I’m not certain if hell actually exists. Empirical proof of ontology is retroactive; and as far as I know, I’m not dead yet. But I know Syracuse exists. I’ve been there. Despite the oversight it receives from much of the general population, it’s actually quite pleasant. I’m not certain if there is a regional dish native to Syracuse. In fact, I’m not even certain just how I wound up in Syracuse at all. But I’ve been there. Specifically, at a Jimmy Buffet’s Margaritaville. And that was as close enough to hell as I’d like to be. 

It didn’t strike me as peculiar that my dinner host was a pharmaceutical representative who seemed a little too exuberant about his latest product offerings. And it didn’t strike me as odd that his industry-laden jargon was replete with empty buzzwords and an all too casual mien. Once I dined at Margaritaville, I understood why. Remember Chi Chis? It quite possibly exemplified the worst in fast-casual eating back in the day. It’s still around—it's just in Belgium. But compared to Margaritaville, it was a veritable Shangri La. And it’s not just the inflatable palm trees that dotted the aisles like harbingers of a post-Colonial manifest destiny. Nor the watered-down margaritas proffered by aggressively Stepford-esque servers. Or even the music of Jimmy Buffet and Jimmy Buffet-inspired artists reminding you that the ‘70s never ended for some people. It was the food. Can you possibly make an entree called “Jimmy’s Jammin’ Jambalaya” any less appetizing? You can’t. Not even at an IHOP.

But I’m charitable. I like to share my hell. And Uncle Jimmy likes to share his version of paradise with you. If the likes of Pink Taco are just a little too somber for your taste, he’ll soon have you covered, O ye of little faith

According to a cryptic Facebook post on Thursday, the inexplicably wealthy Mississippi native and part-time dramatist plans on establishing the first of his Margaritaville restaurant chain at an undisclosed location in Boston at some point this summer.

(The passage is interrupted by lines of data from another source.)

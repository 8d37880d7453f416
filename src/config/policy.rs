//! Policies declared in the configuration file.
//!
//! # Responsibilities
//! - Deserialize allow/deny rules, constraints, default and metadata
//! - Compile them once into a [`PolicyBlueprint`], surfacing every
//!   configuration error at load time
//! - Instantiate a fresh [`Policy`] per request, expanding `all_routes`
//!   rules against the host's route table
//!
//! # Example
//! ```toml
//! [policy]
//! default_deny = false
//!
//! [policy.metadata]
//! collections = ["hello", "world"]
//!
//! [[policy.allow]]
//! all_routes = true
//! methods = ["GET"]
//!
//! [[policy.deny]]
//! all_routes = true
//! exclude = ["/search"]
//! methods = ["POST", "PUT", "PATCH", "DELETE"]
//!
//! [[policy.deny]]
//! paths = ["/collections/{collection_id}/items"]
//! query_params = { limit = { gt = 100 } }
//! ```

use std::collections::BTreeMap;
use std::sync::Arc;

use arc_swap::ArcSwap;
use futures_util::future::BoxFuture;
use futures_util::FutureExt;
use serde::{Deserialize, Serialize};
use serde_json::{Map, Value};

use crate::error::{ConfigurationError, PolicyGenerationError};
use crate::gateway::{PolicyContext, PolicyGenerator, RouteTable};
use crate::policy::{Policy, Precedence, RoutePermission};
use crate::routing::{CompareOp, ParameterConstraint, PathTemplate};

/// The `[policy]` section.
#[derive(Debug, Clone, PartialEq, Deserialize, Serialize)]
#[serde(default, deny_unknown_fields)]
pub struct PolicyConfig {
    /// Decision when no rule matches.
    pub default_deny: bool,

    /// Which list wins when both match.
    pub precedence: Precedence,

    /// Opaque values handed to request transformations.
    pub metadata: Map<String, Value>,

    pub allow: Vec<PermissionConfig>,

    pub deny: Vec<PermissionConfig>,
}

impl Default for PolicyConfig {
    fn default() -> Self {
        Self {
            default_deny: true,
            precedence: Precedence::default(),
            metadata: Map::new(),
            allow: Vec::new(),
            deny: Vec::new(),
        }
    }
}

/// One `[[policy.allow]]` or `[[policy.deny]]` entry.
#[derive(Debug, Clone, Default, PartialEq, Deserialize, Serialize)]
#[serde(default, deny_unknown_fields)]
pub struct PermissionConfig {
    /// Path templates; empty means any path unless `all_routes` is set.
    pub paths: Vec<String>,

    /// Cover every route the host registered, minus `exclude`.
    pub all_routes: bool,

    /// Templates left out of `all_routes`.
    pub exclude: Vec<String>,

    /// HTTP methods; empty means any method.
    pub methods: Vec<String>,

    pub path_params: BTreeMap<String, ConstraintConfig>,

    pub query_params: BTreeMap<String, ConstraintConfig>,
}

/// A constraint as written in TOML.
#[derive(Debug, Clone, PartialEq, Deserialize, Serialize)]
#[serde(rename_all = "snake_case")]
pub enum ConstraintConfig {
    Equals(String),
    Pattern(String),
    Lt(f64),
    Le(f64),
    Gt(f64),
    Ge(f64),
    Integer,
    Present,
    AllOf(Vec<ConstraintConfig>),
}

impl ConstraintConfig {
    pub fn compile(&self) -> Result<ParameterConstraint, ConfigurationError> {
        match self {
            ConstraintConfig::Equals(v) => Ok(ParameterConstraint::equals(v.clone())),
            ConstraintConfig::Pattern(p) => ParameterConstraint::pattern(p.clone()),
            ConstraintConfig::Lt(n) => ParameterConstraint::compare(CompareOp::Lt, *n),
            ConstraintConfig::Le(n) => ParameterConstraint::compare(CompareOp::Le, *n),
            ConstraintConfig::Gt(n) => ParameterConstraint::compare(CompareOp::Gt, *n),
            ConstraintConfig::Ge(n) => ParameterConstraint::compare(CompareOp::Ge, *n),
            ConstraintConfig::Integer => Ok(ParameterConstraint::Integer),
            ConstraintConfig::Present => Ok(ParameterConstraint::Present),
            ConstraintConfig::AllOf(members) => {
                let compiled = members
                    .iter()
                    .map(ConstraintConfig::compile)
                    .collect::<Result<Vec<_>, _>>()?;
                ParameterConstraint::all_of(compiled)
            }
        }
    }
}

/// Which templates a compiled rule covers.
#[derive(Debug, Clone, PartialEq)]
pub enum RouteScope {
    /// Templates listed in the rule (possibly none: any path).
    Listed,
    /// Every enumerated route except these.
    AllRoutesExcept(Vec<PathTemplate>),
}

#[derive(Debug, Clone, PartialEq)]
pub struct PermissionBlueprint {
    scope: RouteScope,
    rule: RoutePermission,
}

impl PermissionBlueprint {
    /// The concrete rule for `routes`.
    ///
    /// `all_routes` rules that end up with no template are dropped, since an
    /// empty template set would otherwise match every path.
    pub fn instantiate(&self, routes: &RouteTable) -> Option<RoutePermission> {
        match &self.scope {
            RouteScope::Listed => Some(self.rule.clone()),
            RouteScope::AllRoutesExcept(excluded) => {
                let templates = routes.templates_except(excluded);
                if templates.is_empty() {
                    None
                } else {
                    Some(self.rule.clone().with_path_templates(templates))
                }
            }
        }
    }
}

impl PermissionConfig {
    pub fn compile(&self) -> Result<PermissionBlueprint, ConfigurationError> {
        let mut builder = RoutePermission::builder()
            .paths(&self.paths)
            .methods(&self.methods);
        for (name, constraint) in &self.path_params {
            builder = builder.path_param(name.clone(), constraint.compile()?);
        }
        for (name, constraint) in &self.query_params {
            builder = builder.query_param(name.clone(), constraint.compile()?);
        }
        let rule = builder.build()?;

        let scope = if self.all_routes {
            let excluded = self
                .exclude
                .iter()
                .map(|raw| PathTemplate::parse(raw))
                .collect::<Result<Vec<_>, _>>()?;
            RouteScope::AllRoutesExcept(excluded)
        } else {
            RouteScope::Listed
        };

        Ok(PermissionBlueprint { scope, rule })
    }
}

/// A compiled [`PolicyConfig`], ready to produce per-request policies.
#[derive(Debug, Clone, PartialEq)]
pub struct PolicyBlueprint {
    allow: Vec<PermissionBlueprint>,
    deny: Vec<PermissionBlueprint>,
    default_deny: bool,
    precedence: Precedence,
    metadata: Map<String, Value>,
}

impl PolicyConfig {
    pub fn compile(&self) -> Result<PolicyBlueprint, ConfigurationError> {
        let compile_all = |rules: &[PermissionConfig]| {
            rules
                .iter()
                .map(PermissionConfig::compile)
                .collect::<Result<Vec<_>, _>>()
        };

        Ok(PolicyBlueprint {
            allow: compile_all(&self.allow)?,
            deny: compile_all(&self.deny)?,
            default_deny: self.default_deny,
            precedence: self.precedence,
            metadata: self.metadata.clone(),
        })
    }
}

impl PolicyBlueprint {
    /// A fresh policy for a request on a host exposing `routes`.
    pub fn instantiate(&self, routes: &RouteTable) -> Policy {
        let build = |rules: &[PermissionBlueprint]| {
            rules
                .iter()
                .filter_map(|rule| rule.instantiate(routes))
                .collect::<Vec<_>>()
        };

        Policy {
            allow: build(&self.allow),
            deny: build(&self.deny),
            default_deny: self.default_deny,
            precedence: self.precedence,
            metadata: self.metadata.clone(),
        }
    }
}

/// Policy generator backed by a hot-swappable blueprint.
#[derive(Clone)]
pub struct BlueprintGenerator {
    blueprint: Arc<ArcSwap<PolicyBlueprint>>,
}

impl BlueprintGenerator {
    pub fn new(blueprint: PolicyBlueprint) -> Self {
        Self {
            blueprint: Arc::new(ArcSwap::from_pointee(blueprint)),
        }
    }

    /// Replace the blueprint; requests already in flight keep the old one.
    pub fn replace(&self, blueprint: PolicyBlueprint) {
        self.blueprint.store(Arc::new(blueprint));
        tracing::info!("Policy blueprint replaced");
    }

    pub fn current(&self) -> Arc<PolicyBlueprint> {
        self.blueprint.load_full()
    }
}

impl PolicyGenerator for BlueprintGenerator {
    fn generate(&self, ctx: PolicyContext) -> BoxFuture<'static, Result<Policy, PolicyGenerationError>> {
        let policy = self.blueprint.load().instantiate(&ctx.routes);
        async move { Ok(policy) }.boxed()
    }
}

And if you’ve ever made the mistake of purchasing a pack of his “Jammin’ Jerk” frozen shrimp because you were drunk and they were on sale at the 7-11, you know you’re in for a real treat. An estimated $1.9 billion treat. 

But, as Buffet’s marketing team reminds us, “It’s about the attitude, not the latitude.” Does that statement make any sense? Not particularly. Neither does hell. Boston may be home to some of the best Caribbean food north of Little Haiti, but you’re not eating at a Margaritaville for authenticity. Or his music, Or even the food itself. You’re eating because it’s a lifestyle: one fueled by equal parts crisis, equal parts diversion and equal parts frozen Margarita mix. Eating at Margaritaville willingly is an either exercise intolerance or a sense extreme masochism that makes you an infinitely more compassionate individual than I. Someone out there has to watch a Pauly Shore film. And someone has to eat at Margaritaville. 

Just remember. Somewhere east of Pasadena, there’s a Captain & Tennille inspired chain of restaurants called “Muskrat Love” which never got off the ground. And you never even lifted a finger to help.